A permanent monitoring group of representatives of a dozen non-governmental organizations and the Armenian Apostolic Church urged the authorities to do more to improve the plight of convicts across the country. A report released by them says most Armenian prisons remain overcrowded and insanitary and are in need of urgent repairs. It says prison cells are poorly lit and the quality of food given to their inmates still leaves much to be desired.
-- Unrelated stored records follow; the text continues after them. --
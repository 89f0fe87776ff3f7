//! kruise-watch — push feed of rollout changes.
//!
//! Turns a list + watch against the cluster into a stream of wire events:
//! a snapshot of every matching rollout, then upserts and deletes as they
//! happen, with periodic heartbeats carrying the current cursor. One task
//! drives each open stream; streams share nothing.
//!
//! # Components
//!
//! - **`event`** — wire event kinds and the payload schema
//! - **`streamer`** — `RolloutWatcher` (open) and `WatchSession` (run)

pub mod event;
pub mod streamer;

pub use event::{WatchEvent, WatchEventKind, WatchPayload};
pub use streamer::{RolloutWatcher, SessionEnd, WatchScope, WatchSession, WatchSettings};
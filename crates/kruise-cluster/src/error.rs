//! Error types for cluster access.

use kruise_core::{DashError, DocumentError};
use thiserror::Error;
use tracing::{error, warn};

/// Result type alias for cluster operations.
pub type ClusterResult<T> = Result<T, ClusterError>;

/// Errors returned by a [`crate::ClusterApi`] implementation.
#[derive(Debug, Error)]
pub enum ClusterError {
    #[error("{resource} \"{name}\" not found")]
    NotFound { resource: String, name: String },

    #[error("cluster API error ({code}): {message}")]
    Api { code: u16, message: String },

    #[error("transport error: {0}")]
    Transport(String),

    #[error("decode error: {0}")]
    Decode(String),
}

impl ClusterError {
    pub fn is_not_found(&self) -> bool {
        matches!(self, Self::NotFound { .. })
    }

    /// Log the failure with its request context and convert it for the caller.
    pub fn report(self, operation: &str, namespace: &str, name: &str) -> DashError {
        if self.is_not_found() {
            warn!(operation, namespace, name, error = %self, "cluster object not found");
        } else {
            error!(operation, namespace, name, error = %self, "cluster API call failed");
        }
        self.into()
    }
}

impl From<DocumentError> for ClusterError {
    fn from(e: DocumentError) -> Self {
        Self::Decode(e.to_string())
    }
}

impl From<ClusterError> for DashError {
    fn from(e: ClusterError) -> Self {
        match e {
            ClusterError::NotFound { .. } => DashError::NotFound {
                code: "NOT_FOUND",
                message: e.to_string(),
            },
            other => DashError::Internal(other.to_string()),
        }
    }
}
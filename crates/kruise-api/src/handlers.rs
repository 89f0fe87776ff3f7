//! REST API handlers for namespaces and workloads.
//!
//! Workload kinds in the path are resolved by the registry inside
//! [`WorkloadService`](kruise_workload::WorkloadService); an unknown kind
//! answers 501.

use axum::extract::{Path, Query, State};
use kruise_cluster::ListQuery;
use kruise_core::registry::NAMESPACES;
use kruise_core::Document;
use kruise_workload::ops::parse_replicas;
use kruise_workload::{OpOutcome, ScaleOutcome, WorkloadList, WorkloadOverview, WorkloadPods};
use serde::Deserialize;

use crate::ApiState;
use crate::response::{ApiResult, ok};

/// GET /healthz
pub async fn healthz() -> &'static str {
    "ok"
}

// ── Namespaces ─────────────────────────────────────────────────

/// GET /api/v1/namespaces
pub async fn list_namespaces(State(state): State<ApiState>) -> ApiResult<Vec<String>> {
    let namespaces = state
        .cluster
        .list(&NAMESPACES, "", &ListQuery::All)
        .await
        .map_err(|e| e.report("list namespaces", "", ""))?;
    let names = namespaces
        .items
        .iter()
        .filter_map(Document::name)
        .map(str::to_string)
        .collect();
    Ok(ok(names))
}

// ── Workloads ──────────────────────────────────────────────────

/// GET /api/v1/workload/:namespace
pub async fn workload_overview(
    State(state): State<ApiState>,
    Path(namespace): Path<String>,
) -> ApiResult<WorkloadOverview> {
    Ok(ok(state.workloads.overview(&namespace).await))
}

/// GET /api/v1/workload/:namespace/:type
pub async fn list_workloads(
    State(state): State<ApiState>,
    Path((namespace, kind)): Path<(String, String)>,
) -> ApiResult<WorkloadList> {
    Ok(ok(state.workloads.list(&namespace, &kind).await?))
}

/// GET /api/v1/workload/:namespace/:type/:name
pub async fn get_workload(
    State(state): State<ApiState>,
    Path((namespace, kind, name)): Path<(String, String, String)>,
) -> ApiResult<Document> {
    Ok(ok(state.workloads.get(&namespace, &kind, &name).await?))
}

/// GET /api/v1/workload/:namespace/:type/:name/pods
pub async fn workload_pods(
    State(state): State<ApiState>,
    Path((namespace, kind, name)): Path<(String, String, String)>,
) -> ApiResult<WorkloadPods> {
    Ok(ok(state.workloads.pods(&namespace, &kind, &name).await?))
}

#[derive(Debug, Default, Deserialize)]
pub struct ScaleQuery {
    pub replicas: Option<String>,
}

/// POST /api/v1/workload/:namespace/:type/:name/scale?replicas=N
pub async fn scale_workload(
    State(state): State<ApiState>,
    Path((namespace, kind, name)): Path<(String, String, String)>,
    Query(query): Query<ScaleQuery>,
) -> ApiResult<ScaleOutcome> {
    let replicas = parse_replicas(query.replicas.as_deref())?;
    Ok(ok(state.workloads.scale(&namespace, &kind, &name, replicas).await?))
}

/// POST /api/v1/workload/:namespace/:type/:name/restart
pub async fn restart_workload(
    State(state): State<ApiState>,
    Path((namespace, kind, name)): Path<(String, String, String)>,
) -> ApiResult<OpOutcome> {
    Ok(ok(state.workloads.restart(&namespace, &kind, &name).await?))
}

/// DELETE /api/v1/workload/:namespace/:type/:name
pub async fn delete_workload(
    State(state): State<ApiState>,
    Path((namespace, kind, name)): Path<(String, String, String)>,
) -> ApiResult<OpOutcome> {
    Ok(ok(state.workloads.delete(&namespace, &kind, &name).await?))
}
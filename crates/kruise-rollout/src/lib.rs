//! kruise-rollout — rollout reads, revision lineage and rollback.
//!
//! Rollouts are driven by the external orchestrator. This crate observes
//! them, reconstructs which pods belong to the stable and canary revisions
//! of the target workload, and applies the few mutations the dashboard
//! offers.
//!
//! # Components
//!
//! - **`revisions`** — Revision Reconciler (cohorts, readiness, ordering)
//! - **`rollback`** — Rollback Planner (stable ReplicaSet → workload template)
//! - **`actions`** — rollout merge-patch actions and container image updates
//! - **`service`** — `RolloutService`, the operations exposed over HTTP

pub mod actions;
pub mod revisions;
pub mod rollback;
pub mod service;

pub use actions::{ActionOutcome, RolloutAction, SetImageOutcome, SetImageRequest};
pub use revisions::{ContainerInfo, ContainerKind, RevisionCohort, RevisionMarks};
pub use rollback::RollbackOutcome;
pub use service::{DefaultRolloutList, RolloutList, RolloutPods, RolloutService};
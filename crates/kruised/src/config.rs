//! kruised.toml configuration.
//!
//! Every key is optional. The file is read first, then the environment
//! overrides it: `PORT`, `LOG_LEVEL`, `LOG_FORMAT`, `KRUISE_BACKEND`.

use std::path::{Path, PathBuf};
use std::str::FromStr;
use std::time::Duration;

use anyhow::{Context, bail};
use kruise_watch::WatchSettings;
use kruise_workload::FanOut;
use serde::{Deserialize, Serialize};

#[derive(Debug, Clone, Default, PartialEq, Serialize, Deserialize)]
#[serde(default)]
pub struct DaemonConfig {
    pub server: ServerConfig,
    pub log: LogConfig,
    pub watch: WatchConfig,
    pub workloads: WorkloadsConfig,
    pub cluster: ClusterConfig,
}

#[derive(Debug, Clone, PartialEq, Serialize, Deserialize)]
#[serde(default)]
pub struct ServerConfig {
    pub port: u16,
}

impl Default for ServerConfig {
    fn default() -> Self {
        Self { port: 8080 }
    }
}

#[derive(Debug, Clone, PartialEq, Serialize, Deserialize)]
#[serde(default)]
pub struct LogConfig {
    /// Filter directive used when `RUST_LOG` is unset.
    pub level: String,
    pub format: LogFormat,
}

impl Default for LogConfig {
    fn default() -> Self {
        Self {
            level: "info".to_string(),
            format: LogFormat::Pretty,
        }
    }
}

#[derive(Debug, Clone, Copy, Default, PartialEq, Eq, Serialize, Deserialize)]
#[serde(rename_all = "lowercase")]
pub enum LogFormat {
    #[default]
    Pretty,
    Json,
}

impl FromStr for LogFormat {
    type Err = anyhow::Error;

    fn from_str(s: &str) -> Result<Self, Self::Err> {
        match s.to_ascii_lowercase().as_str() {
            "pretty" | "text" => Ok(Self::Pretty),
            "json" => Ok(Self::Json),
            other => bail!("unknown log format: {other}"),
        }
    }
}

#[derive(Debug, Clone, PartialEq, Serialize, Deserialize)]
#[serde(default)]
pub struct WatchConfig {
    pub heartbeat_secs: u64,
}

impl Default for WatchConfig {
    fn default() -> Self {
        Self { heartbeat_secs: 20 }
    }
}

#[derive(Debug, Clone, PartialEq, Serialize, Deserialize)]
#[serde(default)]
pub struct WorkloadsConfig {
    pub per_kind_timeout_secs: u64,
    pub overall_timeout_secs: u64,
}

impl Default for WorkloadsConfig {
    fn default() -> Self {
        Self {
            per_kind_timeout_secs: 10,
            overall_timeout_secs: 15,
        }
    }
}

#[derive(Debug, Clone, Default, PartialEq, Serialize, Deserialize)]
#[serde(default)]
pub struct ClusterConfig {
    pub backend: Backend,
    /// JSON file of objects loaded into the memory backend.
    #[serde(skip_serializing_if = "Option::is_none")]
    pub seed: Option<PathBuf>,
}

#[derive(Debug, Clone, Copy, Default, PartialEq, Eq, Serialize, Deserialize, clap::ValueEnum)]
#[serde(rename_all = "lowercase")]
pub enum Backend {
    /// The cluster from the ambient kubeconfig or service account.
    #[default]
    Kube,
    /// A process-local cluster, optionally seeded from a file.
    Memory,
}

impl FromStr for Backend {
    type Err = anyhow::Error;

    fn from_str(s: &str) -> Result<Self, Self::Err> {
        match s.to_ascii_lowercase().as_str() {
            "kube" | "kubernetes" => Ok(Self::Kube),
            "memory" => Ok(Self::Memory),
            other => bail!("unknown cluster backend: {other}"),
        }
    }
}

impl DaemonConfig {
    /// Defaults, then the file (if any), then the process environment.
    pub fn load(path: Option<&Path>) -> anyhow::Result<Self> {
        let mut config = match path {
            Some(path) => Self::from_file(path)?,
            None => Self::default(),
        };
        config.apply_env(|key| std::env::var(key).ok())?;
        config.validate()?;
        Ok(config)
    }

    pub fn from_file(path: &Path) -> anyhow::Result<Self> {
        let content = std::fs::read_to_string(path)
            .with_context(|| format!("reading config {}", path.display()))?;
        let config: DaemonConfig =
            toml::from_str(&content).with_context(|| format!("parsing config {}", path.display()))?;
        Ok(config)
    }

    pub fn apply_env(&mut self, lookup: impl Fn(&str) -> Option<String>) -> anyhow::Result<()> {
        if let Some(port) = lookup("PORT") {
            self.server.port = port
                .trim()
                .parse()
                .with_context(|| format!("PORT is not a valid port: {port}"))?;
        }
        if let Some(level) = lookup("LOG_LEVEL").filter(|level| !level.trim().is_empty()) {
            self.log.level = level.trim().to_string();
        }
        if let Some(format) = lookup("LOG_FORMAT") {
            self.log.format = format.trim().parse()?;
        }
        if let Some(backend) = lookup("KRUISE_BACKEND") {
            self.cluster.backend = backend.trim().parse()?;
        }
        Ok(())
    }

    pub fn validate(&self) -> anyhow::Result<()> {
        if self.watch.heartbeat_secs == 0 {
            bail!("watch.heartbeat_secs must be positive");
        }
        if self.workloads.per_kind_timeout_secs == 0 || self.workloads.overall_timeout_secs == 0 {
            bail!("workload timeouts must be positive");
        }
        if self.cluster.seed.is_some() && self.cluster.backend != Backend::Memory {
            bail!("cluster.seed requires the memory backend");
        }
        Ok(())
    }

    pub fn to_toml_string(&self) -> anyhow::Result<String> {
        Ok(toml::to_string_pretty(self)?)
    }

    pub fn fan_out(&self) -> FanOut {
        FanOut::new(
            Duration::from_secs(self.workloads.per_kind_timeout_secs),
            Duration::from_secs(self.workloads.overall_timeout_secs),
        )
    }

    pub fn watch_settings(&self) -> WatchSettings {
        WatchSettings {
            heartbeat: Duration::from_secs(self.watch.heartbeat_secs),
        }
    }
}

#[cfg(test)]
mod tests {
    use super::*;
    use std::collections::HashMap;
    use std::io::Write;

    fn env(pairs: &[(&str, &str)]) -> impl Fn(&str) -> Option<String> {
        let vars: HashMap<String, String> = pairs
            .iter()
            .map(|(k, v)| (k.to_string(), v.to_string()))
            .collect();
        move |key| vars.get(key).cloned()
    }

    #[test]
    fn defaults_match_the_deployment_knobs() {
        let config = DaemonConfig::default();
        assert_eq!(config.server.port, 8080);
        assert_eq!(config.log.level, "info");
        assert_eq!(config.log.format, LogFormat::Pretty);
        assert_eq!(config.fan_out().per_task, Duration::from_secs(10));
        assert_eq!(config.fan_out().overall, Duration::from_secs(15));
        assert_eq!(config.watch_settings().heartbeat, Duration::from_secs(20));
        assert_eq!(config.cluster.backend, Backend::Kube);
    }

    #[test]
    fn parses_a_partial_file() {
        let mut file = tempfile::NamedTempFile::new().unwrap();
        writeln!(
            file,
            r#"
[server]
port = 9090

[cluster]
backend = "memory"
seed = "/etc/kruised/seed.json"

[watch]
heartbeat_secs = 5
"#
        )
        .unwrap();

        let config = DaemonConfig::from_file(file.path()).unwrap();
        assert_eq!(config.server.port, 9090);
        assert_eq!(config.cluster.backend, Backend::Memory);
        assert_eq!(config.cluster.seed.as_deref(), Some(Path::new("/etc/kruised/seed.json")));
        assert_eq!(config.watch.heartbeat_secs, 5);
        assert_eq!(config.workloads, WorkloadsConfig::default());
        config.validate().unwrap();
    }

    #[test]
    fn environment_overrides_the_file() {
        let mut config = DaemonConfig::default();
        config
            .apply_env(env(&[
                ("PORT", "3000"),
                ("LOG_LEVEL", "debug"),
                ("LOG_FORMAT", "JSON"),
                ("KRUISE_BACKEND", "memory"),
            ]))
            .unwrap();
        assert_eq!(config.server.port, 3000);
        assert_eq!(config.log.level, "debug");
        assert_eq!(config.log.format, LogFormat::Json);
        assert_eq!(config.cluster.backend, Backend::Memory);
    }

    #[test]
    fn invalid_environment_values_are_errors() {
        let mut config = DaemonConfig::default();
        assert!(config.apply_env(env(&[("PORT", "eighty")])).is_err());
        assert!(config.apply_env(env(&[("LOG_FORMAT", "xml")])).is_err());
        assert!(config.apply_env(env(&[("KRUISE_BACKEND", "etcd")])).is_err());
    }

    #[test]
    fn validation_rejects_zero_durations_and_stray_seeds() {
        let mut config = DaemonConfig::default();
        config.watch.heartbeat_secs = 0;
        assert!(config.validate().is_err());

        let mut config = DaemonConfig::default();
        config.cluster.seed = Some(PathBuf::from("seed.json"));
        assert!(config.validate().is_err());
    }

    #[test]
    fn round_trips_through_toml() {
        let config = DaemonConfig::default();
        let text = config.to_toml_string().unwrap();
        assert!(text.contains("heartbeat_secs = 20"));
        let parsed: DaemonConfig = toml::from_str(&text).unwrap();
        assert_eq!(parsed, config);
    }
}
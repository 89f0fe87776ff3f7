//! Revision Reconciler: which pods are stable, which are canary.
//!
//! Joins a workload, its ReplicaSets and its pods into revision cohorts.
//! Deployments revision through owned ReplicaSets; the OpenKruise kinds
//! label each pod with a `controller-revision-hash`. Every pass is computed
//! from fresh listings; nothing is cached.

use std::cmp::Ordering;
use std::collections::BTreeMap;

use kruise_core::ownership::document_owned_by;
use kruise_core::{Document, OwnerKey};
use serde::Serialize;
use serde_json::Value;

pub const POD_TEMPLATE_HASH: &str = "pod-template-hash";
pub const CONTROLLER_REVISION_HASH: &str = "controller-revision-hash";
pub const DEPLOYMENT_REVISION: &str = "deployment.kubernetes.io/revision";

/// Cohort name for pods without a revision label.
pub const UNKNOWN_REVISION: &str = "unknown";

/// Whether a container entry came from `containers` or `initContainers`.
#[derive(Debug, Clone, Copy, PartialEq, Eq, Serialize)]
#[serde(rename_all = "camelCase")]
pub enum ContainerKind {
    Container,
    InitContainer,
}

#[derive(Debug, Clone, PartialEq, Eq, Serialize)]
pub struct ContainerInfo {
    pub name: String,
    pub image: String,
    #[serde(rename = "type")]
    pub kind: ContainerKind,
}

/// A group of pods sharing one revision.
#[derive(Debug, Clone, PartialEq, Serialize)]
#[serde(rename_all = "camelCase")]
pub struct RevisionCohort {
    /// ReplicaSet name, or the revision hash for label-revisioned kinds.
    pub name: String,
    /// Numeric revision ordinal when known, otherwise empty.
    pub revision: String,
    pub pod_template_hash: String,
    pub is_stable: bool,
    pub is_canary: bool,
    pub replicas: i64,
    pub ready_replicas: i64,
    pub pods: Vec<Document>,
    /// Only derivable when the cohort has an owning ReplicaSet.
    pub containers: Option<Vec<ContainerInfo>>,
}

/// The stable and canary revision hashes recorded on a rollout.
#[derive(Debug, Clone, Copy, Default)]
pub struct RevisionMarks<'a> {
    pub stable: Option<&'a str>,
    pub canary: Option<&'a str>,
}

impl RevisionMarks<'_> {
    fn tag(&self, hash: &str) -> (bool, bool) {
        if hash.is_empty() {
            return (false, false);
        }
        (self.stable == Some(hash), self.canary == Some(hash))
    }
}

/// Deployment path: one cohort per ReplicaSet owned by `workload`, holding
/// the pods that ReplicaSet owns. Pods of foreign ReplicaSets are dropped.
pub fn reconcile_replica_sets(
    workload: &Document,
    workload_kind: &str,
    replica_sets: &[Document],
    pods: &[Document],
    marks: RevisionMarks<'_>,
) -> Vec<RevisionCohort> {
    let parent = OwnerKey::of(workload_kind, workload);
    let owned: Vec<&Document> = replica_sets
        .iter()
        .filter(|rs| document_owned_by(rs, parent))
        .collect();

    let mut members: Vec<Vec<Document>> = vec![Vec::new(); owned.len()];
    for pod in pods {
        if let Some(slot) = owned
            .iter()
            .position(|rs| document_owned_by(pod, OwnerKey::of("ReplicaSet", rs)))
        {
            members[slot].push(pod.clone());
        }
    }

    let mut cohorts: Vec<RevisionCohort> = owned
        .into_iter()
        .zip(members)
        .map(|(rs, pods)| {
            let hash = rs.label(POD_TEMPLATE_HASH).unwrap_or_default();
            let (is_stable, is_canary) = marks.tag(hash);
            RevisionCohort {
                name: rs.name().unwrap_or_default().to_string(),
                revision: rs.annotation(DEPLOYMENT_REVISION).unwrap_or_default().to_string(),
                pod_template_hash: hash.to_string(),
                is_stable,
                is_canary,
                replicas: rs.get_i64("spec.replicas").unwrap_or(0),
                ready_replicas: rs.get_i64("status.readyReplicas").unwrap_or(0),
                pods,
                containers: Some(extract_containers(rs)),
            }
        })
        .collect();
    order_cohorts(&mut cohorts);
    cohorts
}

/// Label path: pods grouped by `controller-revision-hash`; unlabeled pods
/// share the `unknown` cohort. Readiness is counted per pod.
pub fn reconcile_pod_labels(pods: &[Document], marks: RevisionMarks<'_>) -> Vec<RevisionCohort> {
    let mut groups: BTreeMap<&str, Vec<&Document>> = BTreeMap::new();
    for pod in pods {
        let hash = pod
            .label(CONTROLLER_REVISION_HASH)
            .filter(|hash| !hash.is_empty())
            .unwrap_or(UNKNOWN_REVISION);
        groups.entry(hash).or_default().push(pod);
    }

    let mut cohorts: Vec<RevisionCohort> = groups
        .into_iter()
        .map(|(hash, members)| {
            let (is_stable, is_canary) = if hash == UNKNOWN_REVISION {
                (false, false)
            } else {
                marks.tag(hash)
            };
            RevisionCohort {
                name: hash.to_string(),
                revision: String::new(),
                pod_template_hash: hash.to_string(),
                is_stable,
                is_canary,
                replicas: members.len() as i64,
                ready_replicas: members.iter().filter(|pod| is_pod_ready(pod)).count() as i64,
                pods: members.into_iter().cloned().collect(),
                containers: None,
            }
        })
        .collect();
    order_cohorts(&mut cohorts);
    cohorts
}

/// Canary first, then stable, then numeric revision descending
/// (non-numeric sorts as -1), then revision string descending, then name.
pub fn order_cohorts(cohorts: &mut [RevisionCohort]) {
    cohorts.sort_by(compare_cohorts);
}

fn compare_cohorts(a: &RevisionCohort, b: &RevisionCohort) -> Ordering {
    b.is_canary
        .cmp(&a.is_canary)
        .then_with(|| b.is_stable.cmp(&a.is_stable))
        .then_with(|| revision_number(&b.revision).cmp(&revision_number(&a.revision)))
        .then_with(|| b.revision.cmp(&a.revision))
        .then_with(|| a.name.cmp(&b.name))
}

fn revision_number(revision: &str) -> i64 {
    revision.parse().unwrap_or(-1)
}

/// Ready condition true, or phase Running/Succeeded when no such condition.
pub fn is_pod_ready(pod: &Document) -> bool {
    let ready_condition = pod.get_list("status.conditions").is_some_and(|conditions| {
        conditions.iter().any(|condition| {
            condition.get("type").and_then(Value::as_str) == Some("Ready")
                && condition.get("status").and_then(Value::as_str) == Some("True")
        })
    });
    ready_condition || matches!(pod.get_str("status.phase"), Some("Running" | "Succeeded"))
}

/// Containers then init containers of an object's pod template.
pub fn extract_containers(object: &Document) -> Vec<ContainerInfo> {
    let lists = [
        ("spec.template.spec.containers", ContainerKind::Container),
        ("spec.template.spec.initContainers", ContainerKind::InitContainer),
    ];
    lists
        .into_iter()
        .flat_map(|(path, kind)| {
            object
                .get_list(path)
                .into_iter()
                .flatten()
                .filter_map(Value::as_object)
                .map(move |container| {
                    let field = |key: &str| {
                        container
                            .get(key)
                            .and_then(Value::as_str)
                            .unwrap_or_default()
                            .to_string()
                    };
                    ContainerInfo {
                        name: field("name"),
                        image: field("image"),
                        kind,
                    }
                })
        })
        .collect()
}
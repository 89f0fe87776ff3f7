//! Ownership Matcher: does a child belong to a given parent?
//!
//! UID is authoritative and survives renames. Kind + name is the
//! fallback for objects that carry no UID (synthetic or test objects).

use crate::document::{Document, OwnerReference};

/// The candidate parent a child's owner references are compared against.
#[derive(Debug, Clone, Copy)]
pub struct OwnerKey<'a> {
    pub kind: &'a str,
    pub name: &'a str,
    pub uid: Option<&'a str>,
}

impl<'a> OwnerKey<'a> {
    /// Key for a parent document of the given kind.
    pub fn of(kind: &'a str, parent: &'a Document) -> Self {
        Self {
            kind,
            name: parent.name().unwrap_or_default(),
            uid: parent.uid().filter(|uid| !uid.is_empty()),
        }
    }
}

/// True iff any owner reference matches the parent by UID, or by kind and
/// name when the UIDs do not match. Empty owner lists never match.
pub fn is_owned_by(owners: &[OwnerReference], parent: OwnerKey<'_>) -> bool {
    owners.iter().any(|owner| {
        let uid_match = matches!(
            (owner.uid.as_deref(), parent.uid),
            (Some(child), Some(parent_uid)) if child == parent_uid
        );
        uid_match || (!parent.name.is_empty() && owner.kind == parent.kind && owner.name == parent.name)
    })
}

/// Convenience wrapper over a child document.
pub fn document_owned_by(child: &Document, parent: OwnerKey<'_>) -> bool {
    is_owned_by(&child.owner_references(), parent)
}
The report, based on the findings of the team’s year-long inspections, contains a long list of relevant recommendations to the Justice Ministry. Those also include proposals to allow prisoners to have TV sets and access to other forms of entertainment such as cinema and sports.

A small detention facility in the northern city of Vanadzor was singled out as Armenia’s worst jail. The NGO monitors said prisoners there are kept in conditions “reminiscent of the dark Inquisition era.”

Samvel Hovannisian, head of a Justice Ministry departments running the prison, accepted much of the criticism but said the cash-strapped government lacks the money to drastically improve the prison conditions. He also claimed that many of the inmates were not in a much better situation before committing crimes and finding themselves in jail.

“It would be great if the prisoners lived in conditions existing abroad,” Hovannisian said. “But let us think about this. What were an inmate’s conditions at home? Did he have all the amenities at home?”

Armenia’s penitentiary system was transferred from the police to the Justice Ministry jurisdiction in 2002 under pressure from the Council of Europe. The measure was followed by the passage of a new, more lenient Armenian Criminal Code that led to the early release of most of the country’s 3,600-strong prison population.

In a report issued last July, the European Committee for the Prevention of Torture (CPT), a Council of Europe watchdog, said that although the prison conditions have since improved they still fall short of European standards. The CPT also complained about overcrowding and expressed concern at the high incidence of tuberculosis among Armenian prisoners.